One of the first business lessons Kate Jorgensen learnt is also the one that has stuck with her the longest.

The KiwiRail chief financial officer was on secondment to the police fraud squad during her university studies, where she sifted through seven years of bank statements while working a $1 million fraud case.

Elderly victims were being fleeced out of their life savings by a woman entrusted with their finances.

"What was interesting for me was that so often when we went and actually did the interviews, people said, 'I thought something was wrong and I asked a question'.


"This woman's strategy was she'd never reply and she got away with it for seven years because she never replied and people didn't persevere.

"My real lesson is that you get an answer and something in your gut tells you it's not right, always follow through, always ask, always keep going until you've got the right answer because you look at what happened there.

"It was a real experience actually."

It's been nearly two years since Jorgensen, 40, joined KiwiRail from Fletcher Building's infrastructure products division.

She says at her first job interview, she was struck by how similar the KiwiRail business ethos was to Fletcher's.

"It's got a very practical culture," she says. "People are out, they're doing stuff, they're getting stuff done so there is that that I really like.

"And being a New Zealand business was really appealing to me."

Rail has its challenges, she says, but she wanted to play a part in running a successful rail network.

Jorgensen, whose portfolio extends to include property, IT, financial strategy, legal, sustainability, procurement and government relations, tasked herself with reducing the company's strategy to an easy-to-understand, one page document.

The feedback she had was that, as it stood, the strategy was likely to be incomprehensible to the "guy on the line".

"For me it is all about: how do you make the story really simple for people because losing people in jargon, that's not the way to help people."

The strategy forms the backbone of a plan to transform KiwiRail into an organisation that is operating as commercially and effectively as it can.

Part of the transformation has been a "high performance, high engagement" programme to create better connections with the frontline workforce and associated unions in order to address organisational problems and develop more effective, company-wide solutions, says Jorgensen, who sits on the steering committee.

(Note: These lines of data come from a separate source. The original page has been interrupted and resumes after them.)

//! Psychological instruments: scales → subscales → ordered questions.
//!
//! Instruments are loaded once from `instruments.json`, validated, and
//! shared read-only for the rest of the run.

use std::collections::{BTreeMap, HashSet};
use std::path::Path;

use serde::{Deserialize, Serialize};

use crate::errors::StoreError;
use crate::simulation::parser::integer_tokens;

/// Default Likert range used when a description carries no usable bounds.
pub const DEFAULT_SCALE_MIN: i64 = 1;
pub const DEFAULT_SCALE_MAX: i64 = 5;

// ---------------------------------------------------------------------------
// Response scale
// ---------------------------------------------------------------------------

/// The closed integer range a question is answered on, with optional anchor
/// labels keyed by value.
#[derive(Debug, Clone, PartialEq, Eq, Serialize, Deserialize)]
pub struct ResponseScale {
    pub min: i64,
    pub max: i64,
    #[serde(default, skip_serializing_if = "BTreeMap::is_empty")]
    pub labels: BTreeMap<i64, String>,
}

impl Default for ResponseScale {
    fn default() -> Self {
        Self::likert(DEFAULT_SCALE_MIN, DEFAULT_SCALE_MAX)
    }
}

impl ResponseScale {
    pub fn likert(min: i64, max: i64) -> Self {
        Self {
            min,
            max,
            labels: BTreeMap::new(),
        }
    }

    pub fn contains(&self, value: i64) -> bool {
        (self.min..=self.max).contains(&value)
    }

    /// Parse a free-text description such as
    /// `"Rate from 1 (strongly disagree) to 5 (strongly agree)"` or
    /// `"1-5 scale"`.
    ///
    /// The first two integers become the bounds; a parenthesised phrase
    /// directly after an integer becomes that value's label. Descriptions
    /// without two integers fall back to the default 1–5 range.
    pub fn parse_description(text: &str) -> Self {
        let tokens: Vec<_> = integer_tokens(text).collect();
        if tokens.len() < 2 {
            return Self::default();
        }
        let (a, b) = (tokens[0].value, tokens[1].value);
        let mut scale = Self::likert(a.min(b), a.max(b));

        for token in &tokens {
            let rest = text[token.end..].trim_start();
            if let Some(inner) = rest.strip_prefix('(') {
                if let Some(close) = inner.find(')') {
                    let label = inner[..close].trim();
                    if !label.is_empty() && scale.contains(token.value) {
                        scale.labels.insert(token.value, label.to_string());
                    }
                }
            }
        }
        scale
    }

    /// Human-readable description used in prompts, e.g.
    /// `"1 (strongly disagree) to 5 (strongly agree)"`.
    pub fn describe(&self) -> String {
        let anchor = |value: i64| match self.labels.get(&value) {
            Some(label) => format!("{} ({})", value, label),
            None => value.to_string(),
        };
        format!("{} to {}", anchor(self.min), anchor(self.max))
    }
}

// ---------------------------------------------------------------------------
// Hierarchy
// ---------------------------------------------------------------------------

#[derive(Debug, Clone, PartialEq, Serialize, Deserialize)]
pub struct Question {
    pub id: String,
    pub text: String,
    #[serde(default)]
    pub response_scale: ResponseScale,
}

#[derive(Debug, Clone, PartialEq, Serialize, Deserialize)]
pub struct Subscale {
    pub name: String,
    pub questions: Vec<Question>,
}

#[derive(Debug, Clone, PartialEq, Serialize, Deserialize)]
pub struct Scale {
    pub name: String,
    pub subscales: Vec<Subscale>,
}

impl Scale {
    pub fn question_count(&self) -> usize {
        self.subscales.iter().map(|s| s.questions.len()).sum()
    }
}

#[derive(Debug, Clone, PartialEq, Serialize, Deserialize)]
pub struct Instrument {
    pub name: String,
    pub scales: Vec<Scale>,
}

/// A question together with the scale and subscale it belongs to.
#[derive(Debug, Clone, Copy)]
pub struct QuestionRef<'a> {
    pub scale: &'a Scale,
    pub subscale: &'a Subscale,
    pub question: &'a Question,
}

impl Instrument {
    /// All questions in declaration order.
    pub fn questions(&self) -> impl Iterator<Item = QuestionRef<'_>> {
        self.scales.iter().flat_map(|scale| {
            scale.subscales.iter().flat_map(move |subscale| {
                subscale.questions.iter().map(move |question| QuestionRef {
                    scale,
                    subscale,
                    question,
                })
            })
        })
    }

    pub fn question_count(&self) -> usize {
        self.scales.iter().map(Scale::question_count).sum()
    }

    /// Check the structural invariants of a single instrument.
    pub fn validate(&self) -> Result<(), StoreError> {
        let invalid = |message: String| StoreError::InvalidInstrument {
            instrument: self.name.clone(),
            message,
        };

        if self.name.trim().is_empty() {
            return Err(invalid("instrument name is empty".into()));
        }
        let mut ids = HashSet::new();
        for scale in &self.scales {
            if scale.name.trim().is_empty() {
                return Err(invalid("scale with empty name".into()));
            }
            for subscale in &scale.subscales {
                if subscale.name.trim().is_empty() {
                    return Err(invalid(format!("empty subscale name in '{}'", scale.name)));
                }
                for question in &subscale.questions {
                    let rs = &question.response_scale;
                    if rs.min >= rs.max {
                        return Err(invalid(format!(
                            "question '{}' has empty range {}..={}",
                            question.id, rs.min, rs.max
                        )));
                    }
                    if !ids.insert(question.id.as_str()) {
                        return Err(StoreError::DuplicateQuestion {
                            instrument: self.name.clone(),
                            question_id: question.id.clone(),
                        });
                    }
                }
            }
        }
        Ok(())
    }
}

// ---------------------------------------------------------------------------
// Store
// ---------------------------------------------------------------------------

/// On-disk shape of `instruments.json`.
#[derive(Debug, Clone, Default, Serialize, Deserialize)]
pub struct InstrumentFile {
    pub instruments: Vec<Instrument>,
}

/// Validated, read-only instrument collection.
#[derive(Debug, Clone, Default)]
pub struct InstrumentStore {
    instruments: Vec<Instrument>,
}

impl InstrumentStore {
    /// Validate every instrument and require scale names to be unique
    /// across the store, since results are keyed by scale name.
    pub fn new(instruments: Vec<Instrument>) -> Result<Self, StoreError> {
        let mut scales = HashSet::new();
        for instrument in &instruments {
            instrument.validate()?;
            for scale in &instrument.scales {
                if !scales.insert(scale.name.as_str()) {
                    return Err(StoreError::DuplicateScale {
                        scale: scale.name.clone(),
                    });
                }
            }
        }
        Ok(Self { instruments })
    }

    pub fn load(path: &Path) -> Result<Self, StoreError> {
        let raw = std::fs::read_to_string(path).map_err(|source| StoreError::Io {
            path: path.to_path_buf(),
            source,
        })?;
        let file: InstrumentFile =
            serde_json::from_str(&raw).map_err(|source| StoreError::Json {
                path: path.to_path_buf(),
                source,
            })?;
        let store = Self::new(file.instruments)?;
        tracing::info!(
            instruments = store.len(),
            questions = store.question_count(),
            path = %path.display(),
            "loaded instruments"
        );
        Ok(store)
    }

    pub fn iter(&self) -> impl Iterator<Item = &Instrument> {
        self.instruments.iter()
    }

    pub fn as_slice(&self) -> &[Instrument] {
        &self.instruments
    }

    pub fn len(&self) -> usize {
        self.instruments.len()
    }

    pub fn is_empty(&self) -> bool {
        self.instruments.is_empty()
    }

    pub fn question_count(&self) -> usize {
        self.instruments.iter().map(Instrument::question_count).sum()
    }

    /// Every question across all instruments, in declaration order.
    pub fn questions(&self) -> impl Iterator<Item = QuestionRef<'_>> {
        self.instruments.iter().flat_map(Instrument::questions)
    }

    pub fn to_file(&self) -> InstrumentFile {
        InstrumentFile {
            instruments: self.instruments.clone(),
        }
    }
}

"People in our company love rail and are so proud of rail.

"That's quite a powerful thing so that's what we really need to harness."

Having a wider remit than just the books is now an expected part of the modern CFO's job description, she says. "Back a long time ago, you were very much the back office and the numbers.

"The CFO role is not like that any more so it is not uncommon for CFOs to have other things tagged into their role."

The modern CFO is a business partner, says Jorgensen, providing the support and expertise needed by operational staff.

"It's just about helping the business be successful and using my skills and abilities to help them."

At KiwiRail, Jorgensen is the lone woman around the nine-member executive table.

"All of the people in the exec are different and have really different skills and different upbringings.

"My advice to people is just get focused on the people, learn about the people, understand their backgrounds and what's making them tick," she says.

"In these jobs it's all about making your point clearly, being prepared, being persuasive and being open.

"If you do that you're always going to have a successful outcome."

Her 11 postgraduate years at accounting firm KPMG were formative not only for the diversity of experience and clients - it's where she connected with Fletcher Building as an audit manager - but the models of women in leadership she could look to.

"The thing that was quite neat at KPMG was when I started and throughout my career there were three quite senior women at KPMG.

"What was really cool was they were all progressing their careers in different ways." One had worked full-time while raising a family, whereas another had stepped back for a period while her children were little.

"What was really interesting is it showed me there was no one way to do it."

Women are thin on the ground in top accounting roles, despite making up 45 per cent of chartered accountants.

Jorgensen points to Auckland City Council's CFO Sue Tindal and Spark's former CFO, now head of Spark Digital, Jolie Hodson as high profile examples of a shift happening in the profession.

"Everybody has got to make choices that are right for them," she says.

"We've also got to make sure there are opportunities for women to grow where they want to grow."